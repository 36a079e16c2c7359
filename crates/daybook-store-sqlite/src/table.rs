//! Column mappings for every payload this backend stores.
//!
//! A [`Table`] names its SQLite table and payload columns and converts the
//! payload to and from column values. A [`SqlKey`] does the same for the
//! occurrence key, which lives in its own column (`day` or `taken_at`) or,
//! for unkeyed entities, nowhere.

use chrono::{NaiveDate, NaiveDateTime};
use daybook_core::{
  record::{Payload, Record, RecordId, RecordKey},
  tracker::{Contact, FluidSample, SymptomEntry, UserProfile, WeightEntry},
};
use rusqlite::types::Value;

use crate::{
  Result,
  encode::{
    RawRow, decode_amount, decode_day, decode_opt_text, decode_stamp, decode_text,
    encode_day, encode_opt_text, encode_stamp,
  },
};

// ─── Keys ────────────────────────────────────────────────────────────────────

pub trait SqlKey: RecordKey {
  /// The occurrence column, or `None` for unkeyed tables.
  const COLUMN: Option<&'static str>;

  fn encode(&self) -> Option<String>;

  fn decode(raw: Option<&str>) -> Result<Self>;
}

impl SqlKey for NaiveDate {
  const COLUMN: Option<&'static str> = Some("day");

  fn encode(&self) -> Option<String> { Some(encode_day(*self)) }

  fn decode(raw: Option<&str>) -> Result<Self> { decode_day(raw.unwrap_or_default()) }
}

impl SqlKey for NaiveDateTime {
  const COLUMN: Option<&'static str> = Some("taken_at");

  fn encode(&self) -> Option<String> { Some(encode_stamp(*self)) }

  fn decode(raw: Option<&str>) -> Result<Self> { decode_stamp(raw.unwrap_or_default()) }
}

impl SqlKey for () {
  const COLUMN: Option<&'static str> = None;

  fn encode(&self) -> Option<String> { None }

  fn decode(_raw: Option<&str>) -> Result<Self> { Ok(()) }
}

// ─── Tables ──────────────────────────────────────────────────────────────────

pub trait Table: Payload {
  const NAME: &'static str;

  /// Payload columns, in the order [`Table::encode`] produces values.
  const COLUMNS: &'static [&'static str];

  fn encode(&self) -> Vec<Value>;

  fn decode(values: &[Value]) -> Result<Self>;
}

/// Rebuild a committed record from a raw row.
pub(crate) fn decode_record<P>(raw: RawRow) -> Result<Record<P>>
where
  P: Table,
  P::Key: SqlKey,
{
  Ok(Record {
    id:          RecordId(raw.id),
    occurred_at: <P::Key as SqlKey>::decode(raw.key.as_deref())?,
    payload:     P::decode(&raw.values)?,
  })
}

impl Table for Contact {
  const NAME: &'static str = "contacts";
  const COLUMNS: &'static [&'static str] = &["name", "phone", "email", "kind", "icon"];

  fn encode(&self) -> Vec<Value> {
    vec![
      Value::Text(self.name.clone()),
      Value::Text(self.phone.clone()),
      encode_opt_text(&self.email),
      encode_opt_text(&self.kind),
      encode_opt_text(&self.icon),
    ]
  }

  fn decode(values: &[Value]) -> Result<Self> {
    Ok(Self {
      name:  decode_text("name", &values[0])?,
      phone: decode_text("phone", &values[1])?,
      email: decode_opt_text("email", &values[2])?,
      kind:  decode_opt_text("kind", &values[3])?,
      icon:  decode_opt_text("icon", &values[4])?,
    })
  }
}

impl Table for FluidSample {
  const NAME: &'static str = "fluid_intake";
  const COLUMNS: &'static [&'static str] = &["amount"];

  fn encode(&self) -> Vec<Value> { vec![Value::Real(self.amount)] }

  fn decode(values: &[Value]) -> Result<Self> {
    Ok(Self { amount: decode_amount(&values[0]) })
  }
}

impl Table for WeightEntry {
  const NAME: &'static str = "weight_log";
  const COLUMNS: &'static [&'static str] = &["weight"];

  fn encode(&self) -> Vec<Value> { vec![Value::Real(self.weight)] }

  fn decode(values: &[Value]) -> Result<Self> {
    Ok(Self { weight: decode_amount(&values[0]) })
  }
}

impl Table for SymptomEntry {
  const NAME: &'static str = "symptom_log";
  const COLUMNS: &'static [&'static str] = &["symptom", "description"];

  fn encode(&self) -> Vec<Value> {
    vec![Value::Text(self.symptom.clone()), encode_opt_text(&self.description)]
  }

  fn decode(values: &[Value]) -> Result<Self> {
    Ok(Self {
      symptom:     decode_text("symptom", &values[0])?,
      description: decode_opt_text("description", &values[1])?,
    })
  }
}

impl Table for UserProfile {
  const NAME: &'static str = "user_profile";
  const COLUMNS: &'static [&'static str] =
    &["full_name", "contact", "blood_type", "email", "date_of_birth"];

  fn encode(&self) -> Vec<Value> {
    vec![
      Value::Text(self.full_name.clone()),
      Value::Text(self.contact.clone()),
      Value::Text(self.blood_type.clone()),
      Value::Text(self.email.clone()),
      Value::Text(encode_day(self.date_of_birth)),
    ]
  }

  fn decode(values: &[Value]) -> Result<Self> {
    Ok(Self {
      full_name:     decode_text("full_name", &values[0])?,
      contact:       decode_text("contact", &values[1])?,
      blood_type:    decode_text("blood_type", &values[2])?,
      email:         decode_text("email", &values[3])?,
      date_of_birth: decode_day(&decode_text("date_of_birth", &values[4])?)?,
    })
  }
}
impl FluidCommand {
  async fn run(self, session: &Session) -> Result<()> {
    let store = &session.store;
    match self {
      Self::Add { at, amount } => {
        let at = at.unwrap_or_else(now);
        let saved = save(store, Draft::new(at, FluidSample { amount })).await?;
        print_one(saved, session.json)
      }
      Self::Day { date } => {
        let samples = on_day::<FluidSample>(store, date).await?;
        let day = DayBuckets::for_day(date, &samples, &session.settings.fluid_slots);
        if session.json {
          println!("{}", serde_json::to_string_pretty(&day)?);
        } else {
          print!("{}", describe_buckets(&day));
        }
        Ok(())
      }
      Self::List => print_all(all::<FluidSample>(store).await?, session.json),
      Self::Delete(args) => delete::<FluidSample>(store, args).await,
    }
  }
}

impl WeightCommand {
  async fn run(self, session: &Session) -> Result<()> {
    let store = &session.store;
    match self {
      Self::Set { date, kg, id } => {
        let date = date.unwrap_or_else(today);
        let entry = WeightEntry { weight: kg };
        let draft = match id {
          Some(id) => Draft::editing(RecordId(id), date, entry),
          None => Draft::new(date, entry),
        };
        print_one(save(store, draft).await?, session.json)
      }
      Self::Day { date } => print_all(on_day::<WeightEntry>(store, date).await?, session.json),
      Self::Month { month } => {
        let records = all::<WeightEntry>(store).await?;
        let points = monthly_series(&records, month.year, month.month)?;
        if session.json {
          println!("{}", serde_json::to_string_pretty(&points)?);
        } else {
          for p in &points {
            println!("{:>2}  {} kg", p.day, p.value);
          }
        }
        Ok(())
      }
      Self::List => print_all(all::<WeightEntry>(store).await?, session.json),
      Self::Delete(args) => delete::<WeightEntry>(store, args).await,
    }
  }
}

impl SymptomCommand {
  async fn run(self, session: &Session) -> Result<()> {
    let store = &session.store;
    match self {
      Self::Set { date, symptom, description, id } => {
        let date = date.unwrap_or_else(today);
        let entry = SymptomEntry { symptom, description };
        let draft = match id {
          Some(id) => Draft::editing(RecordId(id), date, entry),
          None => Draft::new(date, entry),
        };
        print_one(save(store, draft).await?, session.json)
      }
      Self::Day { date } => print_all(on_day::<SymptomEntry>(store, date).await?, session.json),
      Self::List => print_all(all::<SymptomEntry>(store).await?, session.json),
      Self::Delete(args) => delete::<SymptomEntry>(store, args).await,
    }
  }
}

impl ProfileCommand {
  async fn run(self, session: &Session) -> Result<()> {
    let store = &session.store;
    let profile = match self {
      Self::Set { full_name, contact, blood_type, email, date_of_birth } => {
        let profile = UserProfile { full_name, contact, blood_type, email, date_of_birth };
        Some(save(store, Draft::new((), profile)).await?)
      }
      Self::Show => store.current_profile().await?,
    };

    match profile {
      Some(p) if session.json => println!("{}", serde_json::to_string_pretty(&p)?),
      Some(p) => {
        let p = p.payload;
        println!("{}", p.full_name);
        println!("  contact:       {}", p.contact);
        println!("  email:         {}", p.email);
        println!("  blood type:    {}", p.blood_type);
        println!("  date of birth: {}", p.date_of_birth);
      }
      None => println!("no profile saved"),
    }
    Ok(())
  }
}

impl ReportArgs {
  async fn run(self, session: &Session) -> Result<()> {
    let store = &session.store;
    let order = |newest_first: bool| {
      if newest_first { SortOrder::Descending } else { SortOrder::Ascending }
    };

    let (title, data) = match self.kind {
      ReportKind::Weight { newest_first } => {
        let records = all::<WeightEntry>(store).await?;
        let data = ReportData::records(records.into_iter().map(Into::into), order(newest_first));
        ("Weight log".to_owned(), data)
      }
      ReportKind::Symptom { newest_first } => {
        let records = all::<SymptomEntry>(store).await?;
        let data = ReportData::records(records.into_iter().map(Into::into), order(newest_first));
        ("Symptom log".to_owned(), data)
      }
      ReportKind::Contacts { newest_first } => {
        let records = all::<Contact>(store).await?;
        let data = ReportData::records(records.into_iter().map(Into::into), order(newest_first));
        ("Contacts".to_owned(), data)
      }
      ReportKind::Fluid { date } => {
        let samples = on_day::<FluidSample>(store, date).await?;
        let day = DayBuckets::for_day(date, &samples, &session.settings.fluid_slots);
        (format!("Fluid intake {date}"), ReportData::Buckets(day))
      }
    };

    let formatter = JsonFormatter { generated_on: Some(today()) };
    let mut bytes = formatter.format(&title, &data)?;
    bytes.push(b'\n');

    match &self.output {
      Some(path) => {
        std::fs::write(path, &bytes)
          .with_context(|| format!("failed to write report to {}", path.display()))?;
        info!(path = %path.display(), empty = data.is_empty(), "report written");
      }
      None => io::stdout().write_all(&bytes)?,
    }
    Ok(())
  }
}

/// `None` keeps the current value; a blank update clears it.
fn patch_optional(field: &mut Option<String>, update: Option<String>) {
  if let Some(value) = update {
    *field = (!value.trim().is_empty()).then_some(value);
  }
}

// ─── Store helpers ───────────────────────────────────────────────────────────

async fn all<P>(store: &SqliteStore) -> Result<Vec<Record<P>>>
where
  P: Table,
  P::Key: SqlKey,
{
  RecordStore::<P>::list_all(store)
    .await
    .with_context(|| format!("failed to list {} records", P::ENTITY))
}

async fn on_day<P>(store: &SqliteStore, date: NaiveDate) -> Result<Vec<Record<P>>>
where
  P: Table,
  P::Key: SqlKey,
{
  RecordStore::<P>::find_by_date(store, date)
    .await
    .with_context(|| format!("failed to read {} records for {date}", P::ENTITY))
}

async fn save<P>(store: &SqliteStore, draft: Draft<P>) -> Result<Record<P>>
where
  P: Table,
  P::Key: SqlKey,
{
  let record = RecordStore::<P>::save(store, draft)
    .await
    .with_context(|| format!("failed to save {}", P::ENTITY))?;
  info!(entity = P::ENTITY, id = %record.id, "saved");
  Ok(record)
}

async fn marked<P>(store: &SqliteStore) -> Result<Vec<NaiveDate>>
where
  P: Table,
  P::Key: SqlKey,
{
  RecordStore::<P>::dates_with_records(store)
    .await
    .with_context(|| format!("failed to read {} dates", P::ENTITY))
}

async fn delete<P>(store: &SqliteStore, args: DeleteArgs) -> Result<()>
where
  P: Table,
  P::Key: SqlKey,
{
  let id = RecordId(args.id);
  if !confirm(&format!("Delete {} {id}?", P::ENTITY), args.yes)? {
    println!("cancelled");
    return Ok(());
  }

  let removed = RecordStore::<P>::delete_by_id(store, id)
    .await
    .with_context(|| format!("failed to delete {} {id}", P::ENTITY))?;
  if removed {
    println!("deleted {} {id}", P::ENTITY);
  } else {
    println!("no {} with id {id}", P::ENTITY);
  }
  Ok(())
}

/// Ask on stderr, read the answer from stdin. `--yes` skips the question.
fn confirm(prompt: &str, yes: bool) -> Result<bool> {
  if yes {
    return Ok(true);
  }
  eprint!("{prompt} [y/N] ");
  io::stderr().flush().ok();
  let mut line = String::new();
  io::stdin().lock().read_line(&mut line)?;
  Ok(is_yes(&line))
}

fn is_yes(answer: &str) -> bool {
  matches!(answer.trim().to_ascii_lowercase().as_str(), "y" | "yes")
}

// ─── Output ──────────────────────────────────────────────────────────────────

fn print_one<P>(record: Record<P>, json: bool) -> Result<()>
where
  P: Table + Serialize,
  Record<P>: Into<TrackedRecord>,
{
  print_all(vec![record], json)
}

fn print_all<P>(records: Vec<Record<P>>, json: bool) -> Result<()>
where
  P: Table + Serialize,
  Record<P>: Into<TrackedRecord>,
{
  if json {
    println!("{}", serde_json::to_string_pretty(&records)?);
    return Ok(());
  }
  for record in records {
    println!("{}", describe(&record.into()));
  }
  Ok(())
}

fn describe(record: &TrackedRecord) -> String {
  match record {
    TrackedRecord::Contact(r) => {
      let c = &r.payload;
      let mut line = format!("#{}  {}  {}", r.id, c.name, c.phone);
      if let Some(email) = &c.email {
        line.push_str(&format!("  {email}"));
      }
      if let Some(kind) = &c.kind {
        line.push_str(&format!("  ({kind})"));
      }
      line
    }
    TrackedRecord::Fluid(r) => {
      format!("#{}  {}  {} ml", r.id, r.occurred_at.format("%Y-%m-%d %H:%M"), r.payload.amount)
    }
    TrackedRecord::Weight(r) => format!("#{}  {}  {} kg", r.id, r.occurred_at, r.payload.weight),
    TrackedRecord::Symptom(r) => match &r.payload.description {
      Some(d) => format!("#{}  {}  {}: {d}", r.id, r.occurred_at, r.payload.symptom),
      None => format!("#{}  {}  {}", r.id, r.occurred_at, r.payload.symptom),
    },
  }
}

fn describe_buckets(day: &DayBuckets) -> String {
  if !day.has_data() {
    return format!("no fluid logged on {}\n", day.date);
  }
  let mut out = String::new();
  for b in &day.buckets {
    out.push_str(&format!("{:02}:00-{:02}:00  {} ml\n", b.start_hour, b.end_hour, b.total));
  }
  out.push_str(&format!("total        {} ml ({} samples)\n", day.day_total(), day.samples));
  out
}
==========
What the task requires: Please go over the data above and tally every line holding "bytes"; reply only with the count.

Result: 4